Which of the lines below contain the string "facets"? Copy each one.

++++ Information supplied ++++

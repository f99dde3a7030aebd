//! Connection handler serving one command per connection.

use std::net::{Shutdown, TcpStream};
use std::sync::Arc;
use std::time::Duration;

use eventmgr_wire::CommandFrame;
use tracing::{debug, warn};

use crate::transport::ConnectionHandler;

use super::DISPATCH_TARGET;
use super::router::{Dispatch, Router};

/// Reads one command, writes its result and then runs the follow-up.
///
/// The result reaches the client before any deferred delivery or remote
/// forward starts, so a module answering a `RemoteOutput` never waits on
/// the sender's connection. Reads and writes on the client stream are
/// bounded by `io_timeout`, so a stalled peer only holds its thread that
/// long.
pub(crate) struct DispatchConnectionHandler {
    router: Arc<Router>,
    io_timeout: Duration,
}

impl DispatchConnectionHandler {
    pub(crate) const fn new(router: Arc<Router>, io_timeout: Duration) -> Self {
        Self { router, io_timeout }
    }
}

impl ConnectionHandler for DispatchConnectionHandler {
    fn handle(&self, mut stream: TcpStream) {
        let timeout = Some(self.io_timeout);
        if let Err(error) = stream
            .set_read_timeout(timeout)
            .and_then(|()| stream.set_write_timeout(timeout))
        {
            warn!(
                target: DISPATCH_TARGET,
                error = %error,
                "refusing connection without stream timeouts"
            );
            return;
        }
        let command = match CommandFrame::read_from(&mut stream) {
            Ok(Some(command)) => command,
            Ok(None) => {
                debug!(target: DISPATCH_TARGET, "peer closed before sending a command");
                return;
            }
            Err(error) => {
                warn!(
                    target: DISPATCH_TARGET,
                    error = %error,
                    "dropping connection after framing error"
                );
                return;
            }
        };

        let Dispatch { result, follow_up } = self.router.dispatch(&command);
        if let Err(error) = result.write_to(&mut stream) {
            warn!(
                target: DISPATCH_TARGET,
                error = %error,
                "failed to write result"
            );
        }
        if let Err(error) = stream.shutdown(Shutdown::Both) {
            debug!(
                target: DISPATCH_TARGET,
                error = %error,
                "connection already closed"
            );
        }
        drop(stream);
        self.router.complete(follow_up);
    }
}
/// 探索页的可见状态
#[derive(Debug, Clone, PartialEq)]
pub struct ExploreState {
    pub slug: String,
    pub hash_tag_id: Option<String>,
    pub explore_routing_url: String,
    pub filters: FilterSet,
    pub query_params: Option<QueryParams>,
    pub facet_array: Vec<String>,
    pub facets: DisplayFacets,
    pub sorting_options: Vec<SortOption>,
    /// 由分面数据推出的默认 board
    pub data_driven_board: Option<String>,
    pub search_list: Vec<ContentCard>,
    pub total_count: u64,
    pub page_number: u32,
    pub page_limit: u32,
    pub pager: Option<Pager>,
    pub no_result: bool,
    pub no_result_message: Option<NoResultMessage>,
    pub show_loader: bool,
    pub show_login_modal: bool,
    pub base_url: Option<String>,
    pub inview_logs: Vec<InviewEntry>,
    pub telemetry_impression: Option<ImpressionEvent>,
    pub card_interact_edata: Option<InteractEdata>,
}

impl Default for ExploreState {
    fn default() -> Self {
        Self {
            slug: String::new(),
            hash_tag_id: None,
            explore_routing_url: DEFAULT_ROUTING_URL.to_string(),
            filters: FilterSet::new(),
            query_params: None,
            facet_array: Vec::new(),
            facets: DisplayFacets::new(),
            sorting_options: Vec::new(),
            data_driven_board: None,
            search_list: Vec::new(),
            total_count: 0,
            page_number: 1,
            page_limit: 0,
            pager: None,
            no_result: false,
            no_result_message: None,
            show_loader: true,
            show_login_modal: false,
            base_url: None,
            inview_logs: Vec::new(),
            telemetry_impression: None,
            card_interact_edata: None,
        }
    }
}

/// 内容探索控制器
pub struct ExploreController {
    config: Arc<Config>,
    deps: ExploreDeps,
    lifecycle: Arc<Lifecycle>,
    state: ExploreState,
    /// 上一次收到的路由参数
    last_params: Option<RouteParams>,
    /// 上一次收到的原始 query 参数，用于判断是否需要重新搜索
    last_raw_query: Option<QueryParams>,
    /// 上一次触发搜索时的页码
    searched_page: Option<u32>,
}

++++
++++ Information supplied ++++

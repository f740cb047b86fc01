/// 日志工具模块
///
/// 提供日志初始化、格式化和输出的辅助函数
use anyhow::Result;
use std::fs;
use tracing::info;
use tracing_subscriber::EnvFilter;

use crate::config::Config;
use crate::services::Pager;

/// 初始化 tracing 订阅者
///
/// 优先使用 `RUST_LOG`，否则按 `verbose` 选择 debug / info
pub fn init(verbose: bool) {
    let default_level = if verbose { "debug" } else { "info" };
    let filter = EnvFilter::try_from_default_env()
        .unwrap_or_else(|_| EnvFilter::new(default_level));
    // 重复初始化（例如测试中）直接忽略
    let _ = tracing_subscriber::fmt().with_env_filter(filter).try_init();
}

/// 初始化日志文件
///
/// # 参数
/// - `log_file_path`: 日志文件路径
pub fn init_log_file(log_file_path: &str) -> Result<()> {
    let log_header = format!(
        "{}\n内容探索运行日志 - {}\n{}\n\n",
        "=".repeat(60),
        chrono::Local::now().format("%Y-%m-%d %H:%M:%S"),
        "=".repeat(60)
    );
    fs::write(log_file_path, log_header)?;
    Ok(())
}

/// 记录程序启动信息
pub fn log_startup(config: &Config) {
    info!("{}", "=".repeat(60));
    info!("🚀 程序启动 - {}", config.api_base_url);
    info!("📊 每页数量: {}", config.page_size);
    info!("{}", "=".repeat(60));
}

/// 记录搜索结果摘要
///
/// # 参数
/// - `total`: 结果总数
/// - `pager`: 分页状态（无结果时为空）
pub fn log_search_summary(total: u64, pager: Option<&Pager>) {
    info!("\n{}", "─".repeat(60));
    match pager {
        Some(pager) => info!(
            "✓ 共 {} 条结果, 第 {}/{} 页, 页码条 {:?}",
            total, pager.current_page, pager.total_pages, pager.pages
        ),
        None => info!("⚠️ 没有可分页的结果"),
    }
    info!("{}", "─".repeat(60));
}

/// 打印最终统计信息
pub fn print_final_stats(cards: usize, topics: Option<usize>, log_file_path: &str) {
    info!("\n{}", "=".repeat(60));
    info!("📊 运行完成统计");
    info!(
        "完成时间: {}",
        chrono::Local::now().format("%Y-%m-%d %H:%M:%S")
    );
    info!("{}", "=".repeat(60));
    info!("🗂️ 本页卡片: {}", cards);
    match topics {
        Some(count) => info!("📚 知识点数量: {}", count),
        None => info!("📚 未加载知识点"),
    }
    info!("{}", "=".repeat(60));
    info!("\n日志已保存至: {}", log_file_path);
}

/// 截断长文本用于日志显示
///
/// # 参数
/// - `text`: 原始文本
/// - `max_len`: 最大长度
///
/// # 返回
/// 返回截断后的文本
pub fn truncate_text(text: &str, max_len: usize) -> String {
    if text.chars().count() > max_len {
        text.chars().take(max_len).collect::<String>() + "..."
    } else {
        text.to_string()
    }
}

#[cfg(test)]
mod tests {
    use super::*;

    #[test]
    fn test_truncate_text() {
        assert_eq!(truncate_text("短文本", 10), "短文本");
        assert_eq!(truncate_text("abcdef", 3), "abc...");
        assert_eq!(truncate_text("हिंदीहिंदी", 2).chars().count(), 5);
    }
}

++++
++++ Information supplied ++++

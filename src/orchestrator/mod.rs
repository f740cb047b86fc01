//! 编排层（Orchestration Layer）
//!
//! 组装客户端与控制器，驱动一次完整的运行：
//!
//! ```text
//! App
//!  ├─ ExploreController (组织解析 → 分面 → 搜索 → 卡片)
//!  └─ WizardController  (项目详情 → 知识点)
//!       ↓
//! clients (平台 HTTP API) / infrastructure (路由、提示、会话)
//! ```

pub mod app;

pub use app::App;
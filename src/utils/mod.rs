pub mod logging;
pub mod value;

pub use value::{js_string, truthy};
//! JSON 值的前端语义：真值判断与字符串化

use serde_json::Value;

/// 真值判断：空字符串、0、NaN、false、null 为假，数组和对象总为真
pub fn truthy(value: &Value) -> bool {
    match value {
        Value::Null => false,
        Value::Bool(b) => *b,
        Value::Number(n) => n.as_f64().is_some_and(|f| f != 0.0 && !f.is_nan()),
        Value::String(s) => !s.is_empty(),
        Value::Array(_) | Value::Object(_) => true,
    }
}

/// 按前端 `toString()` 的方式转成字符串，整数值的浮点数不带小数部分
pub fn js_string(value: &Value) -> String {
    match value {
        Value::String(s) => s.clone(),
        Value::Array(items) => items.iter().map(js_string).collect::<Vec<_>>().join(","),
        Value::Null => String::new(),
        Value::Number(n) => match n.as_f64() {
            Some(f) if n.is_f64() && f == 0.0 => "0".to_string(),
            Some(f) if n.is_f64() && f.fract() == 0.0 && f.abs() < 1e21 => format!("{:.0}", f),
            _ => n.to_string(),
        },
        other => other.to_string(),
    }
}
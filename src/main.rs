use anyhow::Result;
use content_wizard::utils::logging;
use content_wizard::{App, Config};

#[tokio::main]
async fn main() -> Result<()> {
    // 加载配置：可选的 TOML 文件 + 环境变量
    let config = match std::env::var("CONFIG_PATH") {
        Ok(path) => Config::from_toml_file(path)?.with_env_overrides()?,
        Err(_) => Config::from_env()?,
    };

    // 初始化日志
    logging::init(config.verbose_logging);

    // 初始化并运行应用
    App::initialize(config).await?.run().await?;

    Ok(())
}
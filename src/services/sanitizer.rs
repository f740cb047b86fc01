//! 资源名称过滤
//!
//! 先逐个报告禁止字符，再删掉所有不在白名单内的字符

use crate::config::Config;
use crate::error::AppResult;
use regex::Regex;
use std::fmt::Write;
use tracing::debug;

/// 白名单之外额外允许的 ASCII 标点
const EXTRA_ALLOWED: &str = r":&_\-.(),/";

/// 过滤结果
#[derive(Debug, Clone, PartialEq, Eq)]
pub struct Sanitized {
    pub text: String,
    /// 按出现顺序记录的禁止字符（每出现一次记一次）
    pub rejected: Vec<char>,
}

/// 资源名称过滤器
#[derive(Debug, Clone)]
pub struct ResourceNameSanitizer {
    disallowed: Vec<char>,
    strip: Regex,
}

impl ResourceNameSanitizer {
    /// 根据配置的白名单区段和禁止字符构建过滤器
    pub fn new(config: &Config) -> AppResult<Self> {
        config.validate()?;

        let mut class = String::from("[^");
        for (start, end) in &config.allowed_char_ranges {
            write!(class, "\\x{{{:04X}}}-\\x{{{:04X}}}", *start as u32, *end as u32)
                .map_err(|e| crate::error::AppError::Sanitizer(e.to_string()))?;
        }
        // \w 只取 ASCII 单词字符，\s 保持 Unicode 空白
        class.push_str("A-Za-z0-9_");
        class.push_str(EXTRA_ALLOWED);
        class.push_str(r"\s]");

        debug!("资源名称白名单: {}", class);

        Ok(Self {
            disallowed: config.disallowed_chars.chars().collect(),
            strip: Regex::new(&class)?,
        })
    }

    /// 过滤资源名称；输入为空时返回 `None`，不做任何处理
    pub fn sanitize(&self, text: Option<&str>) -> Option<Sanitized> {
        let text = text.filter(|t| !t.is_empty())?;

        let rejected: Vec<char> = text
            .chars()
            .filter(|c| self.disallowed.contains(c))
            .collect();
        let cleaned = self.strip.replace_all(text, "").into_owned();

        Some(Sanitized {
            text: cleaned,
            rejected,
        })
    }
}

++++

- _Exercise response_
    pub facets: DisplayFacets,
            facets: DisplayFacets::new(),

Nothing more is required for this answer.